The drama, slated to air on Friday, July 22, touches not only on alien life forms, as seen in the trailers that have been blasted on TV and social media, but also gives a thought provoking narrate that touches on the subject of respect for all life — but mostly of the animal kingdom.
There are several introductions to the main characters that make you laugh, cringe and in some cases creep you out. British actor Daniel Kaluuya stars as OJ Haywood, son of Otis Haywood Sr. (Keith David). The Haywood’s own a ranch that provides horses for Hollywood movies, TV and commercials.
After an incident early on in the movie with Otis Sr., OJ takes on ownership of the ranch. Viewers watch as he fails to keep up his father’s standard, even with the help from his sister Emerald “Em” (Keke Palmer). OJ slowly sells off the horses that once made the family money. One buyer is local business owner Ricky “Jupe” Park of Jupiter’s Claim western-style theme park in the gulch of inland California. Ricky (Steven Yeun) is all about theatrics and once was a child actor.
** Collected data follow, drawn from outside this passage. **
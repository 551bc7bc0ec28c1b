// Generic node tree traversal
//
//  Copyright (C) 2014-2021 Ryan Specialty Group, LLC.
//
//  This file is part of doxymd.
//
//  This program is free software: you can redistribute it and/or modify
//  it under the terms of the GNU General Public License as published by
//  the Free Software Foundation, either version 3 of the License, or
//  (at your option) any later version.
//
//  This program is distributed in the hope that it will be useful,
//  but WITHOUT ANY WARRANTY; without even the implied warranty of
//  MERCHANTABILITY or FITNESS FOR A PARTICULAR PURPOSE.  See the
//  GNU General Public License for more details.
//
//  You should have received a copy of the GNU General Public License
//  along with this program.  If not, see <http://www.gnu.org/licenses/>.

//! Depth-first traversal of a [`Node`] tree.
//!
//! This is used by passes that need to find particular nodes anywhere
//!   within a compound without knowing the structure of the schema
//!     (e.g. anchor indexing in [`crate::resolve`]).
//! Traversal is pre-order and follows document order.

use super::{Child, Node};

/// Whether traversal should descend into the children of a node.
#[derive(Debug, Clone, Copy, PartialEq, Eq)]
pub enum Walk {
    Continue,
    SkipChildren,
}

/// Receiver of traversal events.
pub trait Visitor<'a> {
    /// Invoked before any children of `node` are visited.
    fn enter(&mut self, node: &'a Node) -> Walk;

    /// Invoked after all children of `node` have been visited,
    ///   including when they were skipped.
    fn leave(&mut self, _node: &'a Node) {}

    /// Invoked for each piece of character data.
    fn text(&mut self, _text: &'a str) {}
}

/// Visit `node` and all of its descendants.
///
/// Doxygen nests descriptions only a few dozen levels deep at most,
///   so traversal is recursive.
pub fn walk<'a, V: Visitor<'a>>(node: &'a Node, visitor: &mut V) {
    if visitor.enter(node) == Walk::Continue {
        for child in node.children() {
            match child {
                Child::Node(child) => walk(child, visitor),
                Child::Text(text) => visitor.text(text),
            }
        }
    }

    visitor.leave(node);
}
He is very quick to show off his historical artifacts from his old 90s show, which also starred a chimpanzee to OJ and Em.
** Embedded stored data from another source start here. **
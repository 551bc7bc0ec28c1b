// Generic XML element tree
//
//  Copyright (C) 2014-2021 Ryan Specialty Group, LLC.
//
//  This file is part of doxymd.
//
//  This program is free software: you can redistribute it and/or modify
//  it under the terms of the GNU General Public License as published by
//  the Free Software Foundation, either version 3 of the License, or
//  (at your option) any later version.
//
//  This program is distributed in the hope that it will be useful,
//  but WITHOUT ANY WARRANTY; without even the implied warranty of
//  MERCHANTABILITY or FITNESS FOR A PARTICULAR PURPOSE.  See the
//  GNU General Public License for more details.
//
//  You should have received a copy of the GNU General Public License
//  along with this program.  If not, see <http://www.gnu.org/licenses/>.

//! Generic XML element tree.
//!
//! This is the untyped representation of an XML document:
//!   elements with attributes and an ordered list of children,
//!     each of which is either another element or character data.
//! It knows nothing about Doxygen;
//!   the schema is interpreted by [`crate::build`],
//!     which reads these trees through the accessors in [`access`].
//!
//! Trees are produced by [`parse_str`] or [`parse_reader`],
//!   which use [`quick_xml`] to tokenize the input.
//! Character data is stored exactly as it appears after unescaping,
//!   including whitespace;
//!     it is up to the accessors to decide what whitespace means.
//!
//! The entire document is held in memory.
//! Doxygen writes one file per compound,
//!   so even very large projects produce documents that are individually
//!   small.

pub mod access;
mod reader;

pub use reader::{parse_reader, parse_str, XmlError};

/// An XML element.
#[derive(Debug, Clone, PartialEq, Eq)]
pub struct Element {
    name: String,
    attrs: Vec<Attr>,
    children: Vec<XmlNode>,
}

impl Element {
    /// New element with no attributes or children.
    pub fn new<S: Into<String>>(name: S) -> Self {
        Self {
            name: name.into(),
            attrs: Vec::new(),
            children: Vec::new(),
        }
    }

    /// Add an attribute,
    ///   consuming and returning `self`.
    ///
    /// This is intended for constructing trees by hand,
    ///   primarily in tests.
    pub fn with_attr<K: Into<String>, V: Into<String>>(
        mut self,
        name: K,
        value: V,
    ) -> Self {
        self.attrs.push(Attr::new(name, value));
        self
    }

    /// Append a child element,
    ///   consuming and returning `self`.
    pub fn with_child(mut self, child: Element) -> Self {
        self.children.push(XmlNode::Element(child));
        self
    }

    /// Append character data,
    ///   consuming and returning `self`.
    pub fn with_text<S: Into<String>>(mut self, text: S) -> Self {
        self.push_text(text);
        self
    }

    /// Append character data,
    ///   merging with any immediately preceding character data.
    ///
    /// XML may split character data across multiple events
    ///   (e.g. text adjacent to a CDATA section);
    ///     merging ensures that text is never fragmented in the tree.
    pub fn push_text<S: Into<String>>(&mut self, text: S) {
        let text = text.into();

        match self.children.last_mut() {
            Some(XmlNode::Text(prev)) => prev.push_str(&text),
            _ => self.children.push(XmlNode::Text(text)),
        }
    }

    pub fn push_attr(&mut self, attr: Attr) {
        self.attrs.push(attr);
    }

    pub fn push_child(&mut self, child: Element) {
        self.children.push(XmlNode::Element(child));
    }

    pub fn name(&self) -> &str {
        &self.name
    }

    /// Attributes in document order.
    pub fn attrs(&self) -> &[Attr] {
        &self.attrs
    }

    /// All children in document order,
    ///   including whitespace-only character data.
    ///
    /// See [`Element::inner_elements`] for the filtered view used by
    ///   builders.
    pub fn children(&self) -> &[XmlNode] {
        &self.children
    }
}

/// An attribute and its unescaped value.
#[derive(Debug, Clone, PartialEq, Eq)]
pub struct Attr {
    name: String,
    value: String,
}

impl Attr {
    pub fn new<K: Into<String>, V: Into<String>>(name: K, value: V) -> Self {
        Self {
            name: name.into(),
            value: value.into(),
        }
    }

    pub fn name(&self) -> &str {
        &self.name
    }

    pub fn value(&self) -> &str {
        &self.value
    }
}

/// Child of an [`Element`].
#[derive(Debug, Clone, PartialEq, Eq)]
pub enum XmlNode {
    Element(Element),
    Text(String),
}

impl XmlNode {
    pub fn as_element(&self) -> Option<&Element> {
        match self {
            Self::Element(ele) => Some(ele),
            Self::Text(_) => None,
        }
    }

    pub fn as_text(&self) -> Option<&str> {
        match self {
            Self::Element(_) => None,
            Self::Text(text) => Some(text),
        }
    }

    /// Whether this node is character data consisting entirely of
    ///   whitespace.
    ///
    /// Such text is produced by Doxygen's indentation of its output and
    ///   carries no meaning.
    pub fn is_whitespace(&self) -> bool {
        match self {
            Self::Element(_) => false,
            Self::Text(text) => text.chars().all(char::is_whitespace),
        }
    }
}

#[cfg(test)]
mod test;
Em is very playful and doesn’t like that her older brother has become fallen down since the passing of their father. She tries to lighten his demeanor but that same evening OJ discovers something unbelievable — changing him forever. OJ is now fearful for the lives of the horses he has taken care of since he was a child.
After Em witnesses the same spectacle in the sky, the siblings decide to try to document the discovery on security cameras. A local Fry’s Electronics helper tags along, showing them the best way to use the technology.
Eventually, the obscure movie maker Antlers Holst (Michael Wincott) is recruited to help them film the “Oprah Shot” of the extraterrestrial life using very unique camera equipment.
The conclusion of this movie really gets you rooting for the main cast to achieve their goal and keeps you on the edge of your seat.
The cinematography is outstanding — especially when viewed in IMAX theaters, in which the sound effects for the extraterrestrial are equally as impressive (think “Close Encounters” but way more intimidating in a subtle way).
“Nope” in all of its strangeness follows the dark humor of Peele’s previous movies, but this one seems like it would appeal to a wider range of audience — as long you can still handle a few squeamish scenes.